_About this exercise_
Line count for the string "AppConfig" in the records below: report that figure and nothing else.

_Collected data_
□ □ □

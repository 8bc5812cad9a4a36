use axum::{
    http::StatusCode,
    response::{IntoResponse, Response},
    Json,
};
use common::{error::AppError, utils::upload::UploadValidationError};
use query_pipeline::QueryError;
use serde::Serialize;
use thiserror::Error;

#[derive(Error, Debug, Serialize, Clone)]
pub enum ApiError {
    #[error("Internal server error")]
    InternalError(String),

    #[error("Validation error: {0}")]
    ValidationError(String),

    #[error("Not found: {0}")]
    NotFound(String),

    #[error("Conflict: {0}")]
    Conflict(String),

    #[error("Payload too large: {0}")]
    PayloadTooLarge(String),

    #[error("Upstream error: {0}")]
    Upstream(String),
}

impl From<AppError> for ApiError {
    fn from(err: AppError) -> Self {
        match err {
            AppError::EyeLevel(_) => {
                tracing::error!("Upstream error: {:?}", err);
                Self::Upstream("Document service request failed".to_string())
            }
            AppError::OpenAI(_) | AppError::CompletionParsing(_) => {
                tracing::error!("Internal error: {:?}", err);
                Self::InternalError("Internal server error".to_string())
            }
        }
    }
}

impl From<QueryError> for ApiError {
    fn from(err: QueryError) -> Self {
        tracing::error!("Query pipeline error: {:?}", err);
        match err {
            QueryError::Retrieval(_) => Self::Upstream("Context retrieval failed".to_string()),
            QueryError::Completion(_) => Self::Upstream("Answer generation failed".to_string()),
        }
    }
}

impl From<UploadValidationError> for ApiError {
    fn from(err: UploadValidationError) -> Self {
        match err {
            UploadValidationError::UnsupportedType(message) => Self::ValidationError(message),
            UploadValidationError::PayloadTooLarge(message) => Self::PayloadTooLarge(message),
        }
    }
}

impl IntoResponse for ApiError {
    fn into_response(self) -> Response {
        let (status, error_response) = match self {
            Self::InternalError(message) => (
                StatusCode::INTERNAL_SERVER_ERROR,
                ErrorResponse {
                    error: message,
                    status: "error".to_string(),
                },
            ),
            Self::ValidationError(message) => (
                StatusCode::BAD_REQUEST,
                ErrorResponse {
                    error: message,
                    status: "error".to_string(),
                },
            ),
            Self::NotFound(message) => (
                StatusCode::NOT_FOUND,
                ErrorResponse {
                    error: message,
                    status: "error".to_string(),
                },
            ),
            Self::Conflict(message) => (
                StatusCode::CONFLICT,
                ErrorResponse {
                    error: message,
                    status: "error".to_string(),
                },
            ),
            Self::PayloadTooLarge(message) => (
                StatusCode::PAYLOAD_TOO_LARGE,
                ErrorResponse {
                    error: message,
                    status: "error".to_string(),
                },
            ),
            Self::Upstream(message) => (
                StatusCode::BAD_GATEWAY,
                ErrorResponse {
                    error: message,
                    status: "error".to_string(),
                },
            ),
        };

        (status, Json(error_response)).into_response()
    }
}

#[derive(Serialize, Debug)]
struct ErrorResponse {
    error: String,
    status: String,
}
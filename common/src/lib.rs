pub mod cache;
pub mod error;
pub mod eyelevel;
pub mod session;
pub mod utils;
use std::sync::Arc;

use async_trait::async_trait;
use bytes::Bytes;
use common::{
    error::AppError,
    eyelevel::{EyeLevelClient, IngestionReport},
};

/// Container id and job id produced by one accepted submission.
#[derive(Debug, Clone)]
pub struct SubmittedIngestion {
    pub container_id: String,
    pub job_id: String,
}

#[async_trait]
pub trait IngestionBackend: Send + Sync {
    /// Creates the document's container and submits the payload for
    /// ingestion. Failure here means no document record should exist.
    async fn submit_document(
        &self,
        file_name: &str,
        content: Bytes,
    ) -> Result<SubmittedIngestion, AppError>;

    /// One status check. Never retried.
    async fn poll_status(&self, job_id: &str) -> Result<IngestionReport, AppError>;
}

pub struct DefaultIngestionBackend {
    client: Arc<EyeLevelClient>,
}

impl DefaultIngestionBackend {
    pub fn new(client: Arc<EyeLevelClient>) -> Self {
        Self { client }
    }
}

#[async_trait]
impl IngestionBackend for DefaultIngestionBackend {
    async fn submit_document(
        &self,
        file_name: &str,
        content: Bytes,
    ) -> Result<SubmittedIngestion, AppError> {
        // Every document gets its own container; the display name doubles as
        // the container name.
        let container_id = self.client.create_bucket(file_name).await?;
        let job_id = self
            .client
            .ingest_document(&container_id, file_name, content)
            .await?;

        Ok(SubmittedIngestion {
            container_id,
            job_id,
        })
    }

    async fn poll_status(&self, job_id: &str) -> Result<IngestionReport, AppError> {
        Ok(self.client.ingestion_status(job_id).await?)
    }
}
use std::{collections::HashMap, sync::Arc};

use axum::http::HeaderMap;
use common::{
    cache::QueryCache, eyelevel::EyeLevelClient, session::SharedSession, utils::config::AppConfig,
};
use query_pipeline::QueryPipeline;
use tokio::sync::RwLock;

/// Header clients send to keep their documents apart from other clients
/// on the same deployment.
pub const SESSION_HEADER: &str = "x-session-id";

const DEFAULT_SESSION: &str = "default";

#[derive(Clone)]
pub struct ApiState {
    pub config: AppConfig,
    pub eyelevel: Arc<EyeLevelClient>,
    pub cache: Arc<QueryCache>,
    pub query_pipeline: Arc<QueryPipeline>,
    pub sessions: SessionRegistry,
}

impl ApiState {
    pub async fn new(config: &AppConfig) -> Result<Self, Box<dyn std::error::Error>> {
        let eyelevel = Arc::new(EyeLevelClient::new(
            &config.eye_level_base_url,
            &config.eye_level_api_key,
        )?);

        let openai_client = Arc::new(async_openai::Client::with_config(
            async_openai::config::OpenAIConfig::new()
                .with_api_key(&config.openai_api_key)
                .with_api_base(&config.openai_base_url),
        ));

        // A failed connection leaves the cache degraded rather than
        // blocking startup; queries then always regenerate.
        let cache = Arc::new(QueryCache::connect(config).await);

        let query_pipeline = Arc::new(QueryPipeline::new(
            eyelevel.clone(),
            openai_client,
            cache.clone(),
            config.cache_expiration,
        ));

        Ok(Self {
            config: config.clone(),
            eyelevel,
            cache,
            query_pipeline,
            sessions: SessionRegistry::default(),
        })
    }
}

/// Per-client document sessions, keyed by the `x-session-id` header and
/// created on first use. Requests without the header share one default
/// session.
#[derive(Clone, Default)]
pub struct SessionRegistry {
    sessions: Arc<RwLock<HashMap<String, SharedSession>>>,
}

impl SessionRegistry {
    pub async fn session(&self, headers: &HeaderMap) -> SharedSession {
        let id = headers
            .get(SESSION_HEADER)
            .and_then(|value| value.to_str().ok())
            .unwrap_or(DEFAULT_SESSION);

        if let Some(session) = self.sessions.read().await.get(id) {
            return session.clone();
        }

        self.sessions
            .write()
            .await
            .entry(id.to_owned())
            .or_default()
            .clone()
    }
}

□ □ □

_Written answer_
3